Tagging and Folksonomies create another layer of possibilities (and another layer to think about!) that is rarely used effectively in a traditional document environment.  The concept of factoring, well understood (if not always followed!) by programmers, involves structuring content for maximum reusability, minimum redundancy, and ease of search.  These are typically not considerations in a traditional document approach.

One of the many benefits of a Wiki is that it enables an entire collection of ideas and information to be placed into a single, hyper-linked space.  But if that space is a messy structure, the benefits may quickly erode.  If you aren’t a programmer (or, at least, not a good programmer!) you may need access to a Wiki expert for help in thinking through the structuring of a given space – especially if you are using a Wiki that allows for a hierarchical structure among pages.

Does eMail Traffic Really Reduce?

A client I was working with recently was (appropriately!) paranoid about anything that drove up eMail traffic.  When they learned that the Wiki could send eMail notifications about changes, they were immediately hesitant to utilize this feature.  While it’s natural to want to find ways to reduce eMail traffic, we’ve found that there’s an important distinction between “normal” eMails, that come from people and automatic notifications.  The former typically demands time and activity – responding to the email.  The latter is purely and helpfully informational.  Also, if you aren’t finding the information helpful, then turn off the automatic alerts!
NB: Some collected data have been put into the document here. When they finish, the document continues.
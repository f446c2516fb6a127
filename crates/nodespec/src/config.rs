use std::path::Path;

use serde::{Deserialize, Serialize};

use crate::accelerator::AcceleratorFamily;
use crate::common::env::{
    NODESPEC_ACCELERATOR_TYPE, NODESPEC_OBJECT_STORE_MAX_MEMORY_BYTES,
    NODESPEC_OBJECT_STORE_MEMORY_PROPORTION,
};
use crate::common::error::NodeSpecError;

pub const DEFAULT_OBJECT_STORE_MEMORY_PROPORTION: f64 = 0.3;
pub const DEFAULT_OBJECT_STORE_MAX_MEMORY_BYTES: u64 = 200 * 1_000_000_000;
/// Larger object stores perform badly on macOS.
pub const MAC_DEGRADED_PERF_MMAP_SIZE_LIMIT: u64 = 2 * 1024 * 1024 * 1024;
/// The shared memory cap never goes below this.
pub const REQUIRE_SHM_SIZE_THRESHOLD: u64 = 10_000_000_000;
pub const DEFAULT_REDIS_MAX_MEMORY_BYTES: u64 = 10_000_000_000;
pub const REDIS_MINIMUM_MEMORY_BYTES: u64 = 10_000_000;
pub const MAX_RESOURCE_QUANTITY: f64 = 100e12;

/// Tunable constants of the resource sizing policy.
///
/// Values are taken from the built-in defaults, then from an optional TOML
/// file, then from `NODESPEC_*` environment variables.
#[derive(Debug, Clone, PartialEq, Serialize, Deserialize)]
#[serde(default, deny_unknown_fields)]
pub struct ResourcePolicy {
    /// Fraction of available memory given to the object store by default.
    pub object_store_memory_proportion: f64,
    pub object_store_max_memory_bytes: u64,
    pub mac_degraded_perf_mmap_size_limit: u64,
    pub require_shm_size_threshold: u64,
    pub redis_default_max_memory_bytes: u64,
    pub redis_minimum_memory_bytes: u64,
    pub max_resource_quantity: f64,
    pub accelerator: AcceleratorFamily,
}

impl Default for ResourcePolicy {
    fn default() -> Self {
        Self {
            object_store_memory_proportion: DEFAULT_OBJECT_STORE_MEMORY_PROPORTION,
            object_store_max_memory_bytes: DEFAULT_OBJECT_STORE_MAX_MEMORY_BYTES,
            mac_degraded_perf_mmap_size_limit: MAC_DEGRADED_PERF_MMAP_SIZE_LIMIT,
            require_shm_size_threshold: REQUIRE_SHM_SIZE_THRESHOLD,
            redis_default_max_memory_bytes: DEFAULT_REDIS_MAX_MEMORY_BYTES,
            redis_minimum_memory_bytes: REDIS_MINIMUM_MEMORY_BYTES,
            max_resource_quantity: MAX_RESOURCE_QUANTITY,
            accelerator: AcceleratorFamily::Cuda,
        }
    }
}

impl ResourcePolicy {
    pub fn from_toml_str(content: &str) -> crate::Result<Self> {
        let policy: ResourcePolicy = toml::from_str(content)?;
        policy.validate()?;
        Ok(policy)
    }

    pub fn from_toml_file(path: &Path) -> crate::Result<Self> {
        log::debug!("Loading resource policy from {}", path.display());
        let content = std::fs::read_to_string(path)?;
        Self::from_toml_str(&content)
    }

    pub fn with_env_overrides(self) -> crate::Result<Self> {
        self.with_overrides(|name| std::env::var(name).ok())
    }

    /// Applies overrides looked up by environment variable name.
    pub fn with_overrides<F>(mut self, lookup: F) -> crate::Result<Self>
    where
        F: Fn(&str) -> Option<String>,
    {
        if let Some(value) = lookup(NODESPEC_OBJECT_STORE_MEMORY_PROPORTION) {
            self.object_store_memory_proportion =
                parse_override(NODESPEC_OBJECT_STORE_MEMORY_PROPORTION, &value)?;
        }
        if let Some(value) = lookup(NODESPEC_OBJECT_STORE_MAX_MEMORY_BYTES) {
            self.object_store_max_memory_bytes =
                parse_override(NODESPEC_OBJECT_STORE_MAX_MEMORY_BYTES, &value)?;
        }
        if let Some(value) = lookup(NODESPEC_ACCELERATOR_TYPE) {
            self.accelerator = value
                .parse()
                .map_err(|e| NodeSpecError::Config(format!("{NODESPEC_ACCELERATOR_TYPE}: {e}")))?;
        }
        self.validate()?;
        Ok(self)
    }

    fn validate(&self) -> crate::Result<()> {
        if !(self.object_store_memory_proportion > 0.0
            && self.object_store_memory_proportion <= 1.0)
        {
            return Err(NodeSpecError::Config(format!(
                "Object store memory proportion has to be in (0, 1], got {}",
                self.object_store_memory_proportion
            )));
        }
        if self.redis_default_max_memory_bytes < self.redis_minimum_memory_bytes {
            return Err(NodeSpecError::Config(format!(
                "Default redis memory cap ({}) is below the minimum ({})",
                self.redis_default_max_memory_bytes, self.redis_minimum_memory_bytes
            )));
        }
        Ok(())
    }
}

fn parse_override<T: std::str::FromStr>(name: &str, value: &str) -> crate::Result<T>
where
    T::Err: std::fmt::Display,
{
    value
        .trim()
        .parse()
        .map_err(|e| NodeSpecError::Config(format!("Invalid value '{value}' of {name}: {e}")))
}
The great news for this client, in addition to discovering that automatic informational eMails in the form of Wiki alerts were far less intrusive and demanding than real eMails from people, was that the transition to a Wiki approach dramatically reduced the person-to-person eMail traffic, as the endless cycle of passing documents around was replaced by collaborative editing of a Wiki.

I’ll look at more of these “mindset changes” associated with the shift to Wikis in upcoming posts.